• _Input data_:
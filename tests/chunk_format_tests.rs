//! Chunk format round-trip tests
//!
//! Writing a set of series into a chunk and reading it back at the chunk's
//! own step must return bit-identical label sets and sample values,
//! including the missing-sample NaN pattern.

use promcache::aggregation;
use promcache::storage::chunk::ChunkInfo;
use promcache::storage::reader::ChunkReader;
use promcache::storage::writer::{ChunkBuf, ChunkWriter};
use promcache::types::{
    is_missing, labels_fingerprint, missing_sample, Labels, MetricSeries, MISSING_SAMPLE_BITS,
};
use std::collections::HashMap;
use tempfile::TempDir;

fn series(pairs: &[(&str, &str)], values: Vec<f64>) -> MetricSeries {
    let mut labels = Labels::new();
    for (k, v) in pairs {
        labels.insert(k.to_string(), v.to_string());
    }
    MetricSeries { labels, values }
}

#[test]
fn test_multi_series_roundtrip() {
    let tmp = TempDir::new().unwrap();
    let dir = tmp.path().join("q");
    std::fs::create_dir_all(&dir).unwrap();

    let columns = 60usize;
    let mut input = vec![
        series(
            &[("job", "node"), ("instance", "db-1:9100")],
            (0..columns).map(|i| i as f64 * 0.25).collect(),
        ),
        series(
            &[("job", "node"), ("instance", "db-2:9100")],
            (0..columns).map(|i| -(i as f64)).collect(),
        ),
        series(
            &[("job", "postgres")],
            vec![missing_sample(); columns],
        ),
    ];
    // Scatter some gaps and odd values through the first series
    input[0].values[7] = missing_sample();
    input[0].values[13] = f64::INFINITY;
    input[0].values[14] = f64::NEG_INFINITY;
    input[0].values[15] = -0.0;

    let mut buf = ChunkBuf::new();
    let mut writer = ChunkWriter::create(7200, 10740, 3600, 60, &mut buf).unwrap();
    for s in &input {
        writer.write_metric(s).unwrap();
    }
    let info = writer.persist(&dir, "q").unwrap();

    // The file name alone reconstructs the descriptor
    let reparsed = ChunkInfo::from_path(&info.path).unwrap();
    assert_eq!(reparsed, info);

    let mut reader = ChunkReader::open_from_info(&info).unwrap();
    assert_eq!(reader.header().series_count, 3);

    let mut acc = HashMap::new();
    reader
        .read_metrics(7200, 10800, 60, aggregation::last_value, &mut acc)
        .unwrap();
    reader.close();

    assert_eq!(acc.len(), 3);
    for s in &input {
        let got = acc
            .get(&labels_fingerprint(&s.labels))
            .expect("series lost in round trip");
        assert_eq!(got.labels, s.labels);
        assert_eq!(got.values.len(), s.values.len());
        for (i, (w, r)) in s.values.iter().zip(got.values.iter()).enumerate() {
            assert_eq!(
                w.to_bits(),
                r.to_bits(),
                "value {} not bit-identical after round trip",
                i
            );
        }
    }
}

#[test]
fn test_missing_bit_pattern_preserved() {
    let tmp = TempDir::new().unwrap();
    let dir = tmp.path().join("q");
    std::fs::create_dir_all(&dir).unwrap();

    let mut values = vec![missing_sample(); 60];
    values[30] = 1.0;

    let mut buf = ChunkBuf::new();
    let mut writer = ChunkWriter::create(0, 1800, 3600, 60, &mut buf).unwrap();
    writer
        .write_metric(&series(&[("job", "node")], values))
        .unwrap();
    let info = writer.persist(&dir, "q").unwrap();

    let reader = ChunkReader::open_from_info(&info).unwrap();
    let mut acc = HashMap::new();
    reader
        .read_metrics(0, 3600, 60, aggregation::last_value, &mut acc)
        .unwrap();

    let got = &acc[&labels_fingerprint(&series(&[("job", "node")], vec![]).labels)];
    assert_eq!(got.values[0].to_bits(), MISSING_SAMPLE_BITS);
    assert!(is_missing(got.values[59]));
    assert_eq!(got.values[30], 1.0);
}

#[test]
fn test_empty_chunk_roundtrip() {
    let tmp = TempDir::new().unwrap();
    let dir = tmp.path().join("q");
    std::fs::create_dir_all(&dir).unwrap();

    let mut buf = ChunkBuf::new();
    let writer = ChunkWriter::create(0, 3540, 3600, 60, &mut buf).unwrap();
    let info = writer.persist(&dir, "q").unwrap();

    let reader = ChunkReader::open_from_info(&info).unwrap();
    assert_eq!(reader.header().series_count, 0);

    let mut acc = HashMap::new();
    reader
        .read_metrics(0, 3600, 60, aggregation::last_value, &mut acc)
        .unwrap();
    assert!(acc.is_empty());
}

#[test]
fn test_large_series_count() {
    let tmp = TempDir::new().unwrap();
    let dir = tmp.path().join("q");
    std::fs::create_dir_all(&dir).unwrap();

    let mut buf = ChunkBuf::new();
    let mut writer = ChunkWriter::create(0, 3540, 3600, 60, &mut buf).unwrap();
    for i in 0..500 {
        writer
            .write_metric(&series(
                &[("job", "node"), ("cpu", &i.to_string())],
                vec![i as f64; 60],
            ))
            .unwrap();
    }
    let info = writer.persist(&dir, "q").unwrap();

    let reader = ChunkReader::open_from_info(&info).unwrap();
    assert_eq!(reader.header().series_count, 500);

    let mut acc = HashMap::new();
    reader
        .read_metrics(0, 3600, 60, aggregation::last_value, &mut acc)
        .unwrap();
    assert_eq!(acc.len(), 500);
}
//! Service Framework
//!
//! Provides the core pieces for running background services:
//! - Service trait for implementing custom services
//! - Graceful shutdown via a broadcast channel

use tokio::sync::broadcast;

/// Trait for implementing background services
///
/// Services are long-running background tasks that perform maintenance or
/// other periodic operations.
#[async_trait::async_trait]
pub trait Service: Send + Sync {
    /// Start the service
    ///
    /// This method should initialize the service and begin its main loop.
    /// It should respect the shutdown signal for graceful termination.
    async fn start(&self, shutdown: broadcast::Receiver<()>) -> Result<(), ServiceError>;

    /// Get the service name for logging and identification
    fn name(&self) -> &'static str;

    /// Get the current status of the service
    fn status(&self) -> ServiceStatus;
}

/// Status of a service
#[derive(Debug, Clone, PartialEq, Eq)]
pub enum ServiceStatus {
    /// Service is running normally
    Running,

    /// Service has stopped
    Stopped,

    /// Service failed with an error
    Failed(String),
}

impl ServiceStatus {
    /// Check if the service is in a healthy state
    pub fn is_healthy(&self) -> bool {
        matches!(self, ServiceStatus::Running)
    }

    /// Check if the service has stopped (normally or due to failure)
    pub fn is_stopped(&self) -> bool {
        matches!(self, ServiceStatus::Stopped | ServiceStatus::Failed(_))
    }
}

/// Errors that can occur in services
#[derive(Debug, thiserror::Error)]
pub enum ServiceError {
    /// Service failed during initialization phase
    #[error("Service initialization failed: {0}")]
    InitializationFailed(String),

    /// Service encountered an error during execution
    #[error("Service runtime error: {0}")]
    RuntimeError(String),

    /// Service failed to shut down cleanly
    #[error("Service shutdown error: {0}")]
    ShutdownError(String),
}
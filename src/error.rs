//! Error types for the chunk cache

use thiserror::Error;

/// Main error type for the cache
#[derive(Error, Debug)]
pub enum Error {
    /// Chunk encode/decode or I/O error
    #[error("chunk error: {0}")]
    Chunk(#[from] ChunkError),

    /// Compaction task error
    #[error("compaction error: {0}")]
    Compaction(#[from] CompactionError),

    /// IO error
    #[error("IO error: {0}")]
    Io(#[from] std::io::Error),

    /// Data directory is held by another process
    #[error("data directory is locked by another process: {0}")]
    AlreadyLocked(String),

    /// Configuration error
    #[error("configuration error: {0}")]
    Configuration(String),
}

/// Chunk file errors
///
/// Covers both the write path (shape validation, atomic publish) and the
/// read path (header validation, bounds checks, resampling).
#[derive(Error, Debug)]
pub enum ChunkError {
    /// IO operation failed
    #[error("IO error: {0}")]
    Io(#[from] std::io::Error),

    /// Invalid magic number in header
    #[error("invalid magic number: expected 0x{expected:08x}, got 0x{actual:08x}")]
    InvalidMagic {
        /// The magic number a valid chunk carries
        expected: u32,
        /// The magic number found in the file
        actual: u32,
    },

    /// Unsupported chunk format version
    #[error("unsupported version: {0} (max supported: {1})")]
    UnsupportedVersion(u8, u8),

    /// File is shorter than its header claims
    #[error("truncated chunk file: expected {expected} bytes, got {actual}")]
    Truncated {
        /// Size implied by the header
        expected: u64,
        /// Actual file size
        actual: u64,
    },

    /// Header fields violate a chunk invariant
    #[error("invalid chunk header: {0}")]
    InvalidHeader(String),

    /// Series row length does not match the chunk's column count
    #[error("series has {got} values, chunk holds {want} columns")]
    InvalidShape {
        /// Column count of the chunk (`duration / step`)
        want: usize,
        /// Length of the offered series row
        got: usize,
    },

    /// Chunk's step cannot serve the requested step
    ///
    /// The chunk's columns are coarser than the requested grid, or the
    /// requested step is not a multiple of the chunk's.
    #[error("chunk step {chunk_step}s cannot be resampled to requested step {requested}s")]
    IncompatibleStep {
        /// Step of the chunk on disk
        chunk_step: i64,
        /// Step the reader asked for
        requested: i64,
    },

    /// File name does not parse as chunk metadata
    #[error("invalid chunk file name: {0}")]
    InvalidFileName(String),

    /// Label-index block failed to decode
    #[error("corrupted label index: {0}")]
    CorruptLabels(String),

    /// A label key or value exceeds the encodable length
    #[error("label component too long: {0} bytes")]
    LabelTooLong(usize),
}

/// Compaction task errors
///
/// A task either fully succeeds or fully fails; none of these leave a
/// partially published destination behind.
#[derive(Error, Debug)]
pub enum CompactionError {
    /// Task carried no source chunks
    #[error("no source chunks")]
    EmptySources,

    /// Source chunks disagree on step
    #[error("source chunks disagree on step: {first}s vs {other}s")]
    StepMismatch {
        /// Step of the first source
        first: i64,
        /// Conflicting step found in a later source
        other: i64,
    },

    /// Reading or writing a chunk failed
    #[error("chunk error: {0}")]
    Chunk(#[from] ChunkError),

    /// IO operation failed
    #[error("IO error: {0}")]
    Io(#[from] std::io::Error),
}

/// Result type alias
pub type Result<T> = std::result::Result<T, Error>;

• _Your task_: Gather from the records above every line containing the string "promcache".

• _Answer space_:
use promcache::aggregation;
use promcache::storage::chunk::ChunkInfo;
use promcache::storage::reader::ChunkReader;
use promcache::storage::writer::{ChunkBuf, ChunkWriter};
use promcache::types::{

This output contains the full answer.